Das Publikum lachte nicht. Auch sonst zeigte es eher wenig emotionale Erregung. Der Applaus fiel höflich aus. Mein Vater äußerte sich abfällig über das Repertoire. Ihm hatte einzig das Salve Regina gefallen. Dies bestärkte mich in meiner Ansicht, dass wir mit vierstimmigen Sätzen besser gefahren wären. Wie gut, dass Herr Kaiser ohnehin einmal mit uns über unsere Wünsche sprechen wollte. Er lud uns alle in ein nahegelegenes Restaurant ein und stellte uns diese eine Frage: «Was wollt ihr?»

Wir brachten das Thema dann auch sogleich zur Sprache. Doch obwohl Nathanael durchaus diplomatisch von einer ‹avantgardistischen Stückeauswahl› sprach, wimmelte Herr Kaiser ab: «Das war es gar nicht, was ich wissen sollte. Ich wollte wissen: Was wollt ihr?»

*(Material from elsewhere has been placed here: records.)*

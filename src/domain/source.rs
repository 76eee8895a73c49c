use anyhow::{anyhow, Context, Result};
use async_trait::async_trait;
use serde::Deserialize;
use std::collections::BTreeMap;

use crate::domain::column::ColumnSpec;
use crate::domain::ports::RowSource;
use crate::domain::value::Row;
use crate::domain::value_objects::TableName;

/// Column metadata and rows of one in-memory table.
#[derive(Debug, Clone, Default, Deserialize)]
pub struct TableData {
    #[serde(default)]
    pub columns: Vec<ColumnSpec>,
    #[serde(default)]
    pub rows: Vec<Row>,
}

impl TableData {
    pub fn new(columns: Vec<ColumnSpec>, rows: Vec<Row>) -> Self {
        Self { columns, rows }
    }
}

/// In-memory implementation of [`RowSource`].
///
/// Wraps a `BTreeMap<table_name, TableData>`, either built in code or
/// deserialised from a JSON dump of the form
/// `{"users": {"columns": [...], "rows": [...]}}`. Lets a side be reconciled
/// without a live database.
#[derive(Debug, Clone, Default)]
pub struct MapRowSource(BTreeMap<String, TableData>);

impl MapRowSource {
    pub fn new(data: BTreeMap<String, TableData>) -> Self {
        Self(data)
    }

    pub fn from_json(json: &str) -> Result<Self> {
        let data: BTreeMap<String, TableData> =
            serde_json::from_str(json).context("Failed to parse row snapshot JSON")?;
        Ok(Self(data))
    }

    pub fn with_table(mut self, name: &str, columns: Vec<ColumnSpec>, rows: Vec<Row>) -> Self {
        self.0.insert(name.to_string(), TableData::new(columns, rows));
        self
    }

    fn table(&self, table: &TableName) -> Result<&TableData> {
        self.0
            .get(&table.0)
            .ok_or_else(|| anyhow!("Table {} not found", table.0))
    }
}

#[async_trait]
impl RowSource for MapRowSource {
    async fn table_names(&self) -> Result<Vec<TableName>> {
        Ok(self.0.keys().map(|k| TableName(k.clone())).collect())
    }

    async fn columns(&self, table: &TableName) -> Result<Vec<ColumnSpec>> {
        let data = self.table(table)?;
        if !data.columns.is_empty() {
            return Ok(data.columns.clone());
        }
        // No declared columns: derive untyped ones from the first row.
        Ok(data
            .rows
            .first()
            .map(|row| row.keys().map(|k| ColumnSpec::new(k, "")).collect())
            .unwrap_or_default())
    }

    async fn fetch_rows(&self, table: &TableName, _columns: &[ColumnSpec]) -> Result<Vec<Row>> {
        Ok(self.table(table)?.rows.clone())
    }

    async fn sample_rows(
        &self,
        table: &TableName,
        _columns: &[ColumnSpec],
        limit: usize,
    ) -> Result<Vec<Row>> {
        Ok(self.table(table)?.rows.iter().take(limit).cloned().collect())
    }
}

Die folgenden anderthalb Stunden waren wir damit beschäftigt, herauszufinden, was unser Chorleiter mit dieser Frage meinte. Wir beklagten uns über rebellische Knaben und brachten unseren Wunsch nach mehr Freiheiten auf Chorfahrten zum Ausdruck. Doch all das war es nicht, was Herr Kaiser meinte, wenn er fragte: ‹Was wollt ihr?› Er wurde immer gereizter und brüllte Imanuel an. Imanuel wiederum brüllte mich an und bald war die Situation reichlich festgefahren. Unser Chorleiter erkannte, dass es alles nichts half: Er musste die Frage ‹Was wollt ihr?› selbst beantworten. Was wir wollten: Mehr Verantwortung übernehmen, den Knaben auf Chorreisen und -wochenenden als Paten zur Verfügung stehen und solche Dinge. Das wollte ich zwar ganz bestimmt nicht, dennoch einigten wir uns darauf, die Sache so bald wie möglich in Angriff zu nehmen. Damit war Herr Kaiser mehr als zufrieden. Für den heutigen Abend waren wir entlassen.